A Cosenza sarà “invasione” granata

editoriale

Torna a Cosenza la Salernitana per il match valido per la seconda giornata di campionato. Dopo il buon esordio con il Pescara i granata sono chiamati a dare continuità ai risultati e compiere passi in avanti relativamente a tenuta e condizioni fisiche.

Granata di scena a Cosenza

Partita certamente ostica in terra silana dove la Salernitana ha conquistato solo sei successi in 41 incontri. La vittoria contro i rossoblù in trasferta manca dalla stagione 2001-2002 quando la squadra allenata partita da Zeman espugnò il “San Vito-Marulla” con le reti di Tedesco, Arcadio e Vignaroli. Successo memorabile.

Lo scorso anno la gara terminò a reti bianche dopo 90 minuti a dir poco soporiferi (per i granata nemmeno un corner collezionato).

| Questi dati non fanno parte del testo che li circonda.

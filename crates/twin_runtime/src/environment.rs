//! The mapper environment.
//!
//! [`Environment`] indexes every declared mapper twice: by owning entity (the
//! entity named in the registry key) and by source entity (every entity the
//! mapper reads). The second index answers "what must be recomputed when X
//! changes". Declarations arrive as registry key/value pairs:
//!
//! ```text
//! core.mapper.BASIC.device123.mapper-from-device234 = insert into device123 select device234.temp as temp
//! └── category ─┘ └ q ┘ └ entity ─┘ └──── name ────────┘
//! ```
//!
//! The key is split from the right, so the category may itself contain dots.
//! A qualifier of `SUBSCRIPTION` parses the value as a subscription mapper;
//! any other qualifier parses it as a property mapper.
//!
//! Batches are applied under one write lock: readers never observe half of a
//! batch.

use std::collections::{BTreeMap, BTreeSet, HashMap};
use std::sync::{Arc, PoisonError, RwLock, RwLockReadGuard, RwLockWriteGuard};

use futures::StreamExt;
use tokio::task::JoinHandle;
use tracing::{debug, info, warn};

use twin_net::messages::{KvPair, MapperUpdate};
use twin_net::{NatsConnection, NetError, subjects};
use twin_tql::Mapper;

use crate::error::EnvironmentError;

/// Qualifier selecting the subscription parsing strategy.
pub const SUBSCRIPTION_QUALIFIER: &str = "SUBSCRIPTION";

/// A registry key split into its parts.
#[derive(Debug, Clone, PartialEq, Eq)]
pub struct MapperKey {
    pub category: String,
    pub qualifier: String,
    pub entity_id: String,
    pub name: String,
}

impl MapperKey {
    /// # Errors
    ///
    /// Returns [`EnvironmentError::InvalidKey`] unless the key has four
    /// non-empty dot-separated parts.
    pub fn parse(key: &str) -> Result<Self, EnvironmentError> {
        let mut parts = key.rsplitn(4, '.');
        let (Some(name), Some(entity_id), Some(qualifier), Some(category)) =
            (parts.next(), parts.next(), parts.next(), parts.next())
        else {
            return Err(EnvironmentError::InvalidKey(key.to_string()));
        };
        if [category, qualifier, entity_id, name].iter().any(|p| p.is_empty()) {
            return Err(EnvironmentError::InvalidKey(key.to_string()));
        }
        Ok(Self {
            category: category.to_string(),
            qualifier: qualifier.to_string(),
            entity_id: entity_id.to_string(),
            name: name.to_string(),
        })
    }

    /// The id given to the parsed mapper.
    #[must_use]
    pub fn mapper_id(&self) -> String {
        format!("{}.{}", self.entity_id, self.name)
    }

    fn is_subscription(&self) -> bool {
        self.qualifier == SUBSCRIPTION_QUALIFIER
    }
}

/// Outcome of storing one registry pair.
#[derive(Debug, Clone, PartialEq)]
pub struct MapperInfo {
    pub key: String,
    /// Owning entity; empty when the key could not be parsed.
    pub entity_id: String,
    pub name: String,
    pub outcome: Result<(), EnvironmentError>,
}

#[derive(Debug, Default)]
struct Index {
    /// owner entity -> mapper name -> mapper
    owners: HashMap<String, BTreeMap<String, Arc<Mapper>>>,
    /// source entity -> {(owner entity, mapper name)}
    sources: HashMap<String, BTreeSet<(String, String)>>,
}

impl Index {
    fn insert(&mut self, owner: &str, name: &str, mapper: Arc<Mapper>) {
        self.remove(owner, name);
        for source in mapper.source_entities() {
            self.sources
                .entry(source.clone())
                .or_default()
                .insert((owner.to_string(), name.to_string()));
        }
        self.owners
            .entry(owner.to_string())
            .or_default()
            .insert(name.to_string(), mapper);
    }

    fn remove(&mut self, owner: &str, name: &str) -> bool {
        let Some(mappers) = self.owners.get_mut(owner) else {
            return false;
        };
        let Some(old) = mappers.remove(name) else {
            return false;
        };
        if mappers.is_empty() {
            self.owners.remove(owner);
        }
        let entry = (owner.to_string(), name.to_string());
        for source in old.source_entities() {
            if let Some(set) = self.sources.get_mut(source) {
                set.remove(&entry);
                if set.is_empty() {
                    self.sources.remove(source);
                }
            }
        }
        true
    }

    fn len(&self) -> usize {
        self.owners.values().map(BTreeMap::len).sum()
    }
}

/// Process-wide index of declared mappers.
#[derive(Debug, Default)]
pub struct Environment {
    index: RwLock<Index>,
}

impl Environment {
    #[must_use]
    pub fn new() -> Self {
        Self::default()
    }

    fn read(&self) -> RwLockReadGuard<'_, Index> {
        self.index.read().unwrap_or_else(PoisonError::into_inner)
    }

    fn write(&self) -> RwLockWriteGuard<'_, Index> {
        self.index.write().unwrap_or_else(PoisonError::into_inner)
    }

    /// Parse and upsert a batch of declarations. Every pair yields one
    /// [`MapperInfo`], in input order; a bad pair never aborts the batch.
    pub fn store_mappers(&self, pairs: &[KvPair]) -> Vec<MapperInfo> {
        self.apply_batch(pairs, &[])
    }

    /// Apply a registry change-feed batch: puts, then deletes, atomically.
    pub fn apply(&self, update: &MapperUpdate) -> Vec<MapperInfo> {
        self.apply_batch(&update.puts, &update.deletes)
    }

    fn apply_batch(&self, puts: &[KvPair], deletes: &[String]) -> Vec<MapperInfo> {
        let prepared: Vec<(MapperInfo, Option<(MapperKey, Mapper)>)> =
            puts.iter().map(prepare).collect();
        let removals: Vec<MapperKey> = deletes
            .iter()
            .filter_map(|key| match MapperKey::parse(key) {
                Ok(parsed) => Some(parsed),
                Err(e) => {
                    warn!(%key, error = %e, "ignoring delete of malformed key");
                    None
                }
            })
            .collect();

        let mut infos = Vec::with_capacity(prepared.len());
        let mut index = self.write();
        for (info, parsed) in prepared {
            if let Some((key, mapper)) = parsed {
                index.insert(&key.entity_id, &key.name, Arc::new(mapper));
            }
            infos.push(info);
        }
        for key in removals {
            if index.remove(&key.entity_id, &key.name) {
                debug!(entity_id = %key.entity_id, name = %key.name, "mapper removed");
            }
        }
        infos
    }

    /// Mappers that read from `entity_id`.
    pub fn mappers_for(&self, entity_id: &str) -> Vec<Arc<Mapper>> {
        let index = self.read();
        let Some(entries) = index.sources.get(entity_id) else {
            return Vec::new();
        };
        entries
            .iter()
            .filter_map(|(owner, name)| index.owners.get(owner)?.get(name).cloned())
            .collect()
    }

    /// Mappers declared under `entity_id`.
    pub fn mappers_of(&self, entity_id: &str) -> Vec<Arc<Mapper>> {
        self.read()
            .owners
            .get(entity_id)
            .map(|mappers| mappers.values().cloned().collect())
            .unwrap_or_default()
    }

    /// Remove mappers by registry key. Malformed and unknown keys are
    /// skipped. Returns how many were removed.
    pub fn remove_mappers(&self, keys: &[String]) -> usize {
        let parsed: Vec<MapperKey> = keys
            .iter()
            .filter_map(|key| MapperKey::parse(key).ok())
            .collect();
        let mut index = self.write();
        parsed
            .iter()
            .filter(|key| index.remove(&key.entity_id, &key.name))
            .count()
    }

    /// Remove every mapper owned by `entity_id`. Returns how many were
    /// removed.
    pub fn remove_entity(&self, entity_id: &str) -> usize {
        let mut index = self.write();
        let names: Vec<String> = index
            .owners
            .get(entity_id)
            .map(|mappers| mappers.keys().cloned().collect())
            .unwrap_or_default();
        names
            .iter()
            .filter(|name| index.remove(entity_id, name))
            .count()
    }

    /// Total number of mappers.
    pub fn len(&self) -> usize {
        self.read().len()
    }

    pub fn is_empty(&self) -> bool {
        self.len() == 0
    }
}

fn prepare(pair: &KvPair) -> (MapperInfo, Option<(MapperKey, Mapper)>) {
    let key = match MapperKey::parse(&pair.key) {
        Ok(key) => key,
        Err(e) => {
            warn!(key = %pair.key, error = %e, "rejecting mapper declaration");
            return (
                MapperInfo {
                    key: pair.key.clone(),
                    entity_id: String::new(),
                    name: String::new(),
                    outcome: Err(e),
                },
                None,
            );
        }
    };

    let info = |outcome| MapperInfo {
        key: pair.key.clone(),
        entity_id: key.entity_id.clone(),
        name: key.name.clone(),
        outcome,
    };

    let Ok(tql) = std::str::from_utf8(&pair.value) else {
        warn!(key = %pair.key, "mapper value is not UTF-8");
        return (
            info(Err(EnvironmentError::InvalidUtf8 {
                key: pair.key.clone(),
            })),
            None,
        );
    };

    let parsed = if key.is_subscription() {
        Mapper::parse_subscription(key.mapper_id(), tql)
    } else {
        Mapper::parse(key.mapper_id(), tql)
    };

    match parsed {
        Ok(mapper) => {
            if mapper.target_entity() != key.entity_id {
                warn!(
                    key = %pair.key,
                    target = %mapper.target_entity(),
                    "mapper target differs from its key's entity"
                );
            }
            let info = info(Ok(()));
            (info, Some((key, mapper)))
        }
        Err(source) => {
            warn!(key = %pair.key, error = %source, "mapper failed to parse");
            (
                info(Err(EnvironmentError::Tql {
                    key: pair.key.clone(),
                    source,
                })),
                None,
            )
        }
    }
}

/// Keep `env` in sync with the registry change feed.
///
/// # Errors
///
/// Returns [`NetError::Subscribe`] if the subscription fails.
pub async fn watch_registry(
    conn: &NatsConnection,
    env: Arc<Environment>,
) -> Result<JoinHandle<()>, NetError> {
    let mut sub = conn.subscribe(subjects::REGISTRY_MAPPERS).await?;
    info!(subject = subjects::REGISTRY_MAPPERS, "watching mapper registry");

    Ok(tokio::spawn(async move {
        while let Some(msg) = sub.next().await {
            let update: MapperUpdate = match twin_net::decode(&msg.payload) {
                Ok(update) => update,
                Err(e) => {
                    warn!(%e, "dropping malformed registry update");
                    continue;
                }
            };
            let infos = env.apply(&update);
            let failed = infos.iter().filter(|i| i.outcome.is_err()).count();
            info!(
                puts = update.puts.len(),
                deletes = update.deletes.len(),
                failed,
                "registry update applied"
            );
        }
    }))
}

#[cfg(test)]
mod tests {
    use super::*;
    use twin_tql::TentacleKind;

    #[test]
    fn test_key_is_split_from_the_right() {
        let key = MapperKey::parse("core.mappe.BASIC.device123.mapper-from-device234").unwrap();
        assert_eq!(key.category, "core.mappe");
        assert_eq!(key.qualifier, "BASIC");
        assert_eq!(key.entity_id, "device123");
        assert_eq!(key.name, "mapper-from-device234");
        assert_eq!(key.mapper_id(), "device123.mapper-from-device234");
    }

    #[test]
    fn test_malformed_keys() {
        for key in ["", "a.b.c", "a..c.d", "a.b.c."] {
            assert!(MapperKey::parse(key).is_err(), "{key}");
        }
    }

    #[test]
    fn test_store_mappers_reports_entity() {
        let env = Environment::new();
        let infos = env.store_mappers(&[KvPair::new(
            "core.mappe.BASIC.device123.mapper-from-device234",
            "insert into device123 select device234.temp as temp",
        )]);
        assert_eq!(infos.len(), 1);
        assert_eq!(infos[0].entity_id, "device123");
        assert_eq!(infos[0].outcome, Ok(()));

        let deps = env.mappers_for("device234");
        assert_eq!(deps.len(), 1);
        assert_eq!(deps[0].target_entity(), "device123");
        assert_eq!(env.mappers_of("device123").len(), 1);
    }

    #[test]
    fn test_bad_pairs_do_not_abort_batch() {
        let env = Environment::new();
        let infos = env.store_mappers(&[
            KvPair::new("badkey", "insert into a select b.x as x"),
            KvPair::new("core.mapper.BASIC.a.m1", "select nonsense"),
            KvPair {
                key: "core.mapper.BASIC.a.m2".to_string(),
                value: vec![0xff, 0xfe],
            },
            KvPair::new("core.mapper.BASIC.a.m3", "insert into a select b.x as x"),
        ]);
        assert_eq!(infos.len(), 4);
        assert!(matches!(infos[0].outcome, Err(EnvironmentError::InvalidKey(_))));
        assert!(matches!(infos[1].outcome, Err(EnvironmentError::Tql { .. })));
        assert!(matches!(infos[2].outcome, Err(EnvironmentError::InvalidUtf8 { .. })));
        assert_eq!(infos[3].outcome, Ok(()));
        assert_eq!(env.len(), 1);
    }

    #[test]
    fn test_reinsert_replaces_and_reindexes() {
        let env = Environment::new();
        env.store_mappers(&[KvPair::new("c.BASIC.a.m", "insert into a select b.x as x")]);
        env.store_mappers(&[KvPair::new("c.BASIC.a.m", "insert into a select c.y as y")]);
        assert_eq!(env.len(), 1);
        assert!(env.mappers_for("b").is_empty());
        assert_eq!(env.mappers_for("c").len(), 1);
    }

    #[test]
    fn test_subscription_qualifier() {
        let env = Environment::new();
        env.store_mappers(&[KvPair::new(
            "core.mapper.SUBSCRIPTION.sub1.watch-temp",
            "insert into sub1 select dev1.temp",
        )]);
        let mappers = env.mappers_for("dev1");
        let tentacle = &mappers[0].tentacles()[0];
        assert_eq!(tentacle.kind(), TentacleKind::Mapper);
        assert_eq!(tentacle.target_id(), "sub1.watch-temp");
    }

    #[test]
    fn test_apply_puts_then_deletes() {
        let env = Environment::new();
        env.store_mappers(&[KvPair::new("c.BASIC.a.old", "insert into a select b.x as x")]);
        let infos = env.apply(&MapperUpdate {
            puts: vec![KvPair::new("c.BASIC.a.new", "insert into a select b.y as y")],
            deletes: vec!["c.BASIC.a.old".to_string(), "garbage".to_string()],
        });
        assert_eq!(infos.len(), 1);
        let names: Vec<String> = env
            .mappers_of("a")
            .iter()
            .map(|m| m.id().to_string())
            .collect();
        assert_eq!(names, ["a.new"]);
    }

    #[test]
    fn test_remove_entity_and_keys() {
        let env = Environment::new();
        env.store_mappers(&[
            KvPair::new("c.BASIC.a.m1", "insert into a select s.x as x"),
            KvPair::new("c.BASIC.a.m2", "insert into a select s.y as y"),
            KvPair::new("c.BASIC.b.m1", "insert into b select s.z as z"),
        ]);
        assert_eq!(env.mappers_for("s").len(), 3);

        assert_eq!(env.remove_entity("a"), 2);
        assert_eq!(env.mappers_for("s").len(), 1);
        assert_eq!(
            env.remove_mappers(&["c.BASIC.b.m1".to_string(), "c.BASIC.b.nope".to_string()]),
            1
        );
        assert!(env.is_empty());
        assert!(env.mappers_for("s").is_empty());
    }
}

Un altro frangente, un’altra formazione per larghi tratti. Il Cosenza di Braglia è sicuramente avversario non facile da affrontare in categoria, specialmente tra le mura amiche. Pressing alto, aggressività tesa a non concedere spazi e giocate agli avversari.

La Salernitana, dal canto suo, intende confermare quanto di buono messo in mostra nel match inaugurale, conscia di essere ripartita da zero dopo un’annata difficile, per stessa ammissione di Ventura. Ricostruire non è mai facile, vale per un organico come per l’entusiasmo da ritrovare nella piazza. I tifosi granata, tuttavia, sembrano credere nelle possibilità della propria squadra, al di là dei sentimenti di lontana rivalità coi Lupi. In un migliaio seguiranno Di Tacchio e compagni adeguandosi anche a disposizioni semplicemente assurde e vergognose delle forze di polizia in merito alle ristrettezze dei mezzi di locomozione autorizzati per la trasferta. La repressione viene ignobilmente spacciata per sicurezza e finisce con il limitare la libertà della gente.

Il gruppo lavora bene, appare rinfrancato in termini di fiducia e sembra fornire più garanzie sotto il profilo della competitività. Gli interpreti lasciano il tempo che trovano poiché per Ventura a far da padrone nello spartito tattico è il gioco corale. Non ci sarà Giannetti, sugli scudi nella prima fase stagionale, ci sarà un’opportunità per Djuric, esploso positivamente nell’ultima fase dello scorso torneo cadetto.

Certo, servirà tempo alla Salernitana per migliorare meccanismi, amalgama e qualità tecnico-tattiche ma il progetto probabilmente va nella direzione giusta.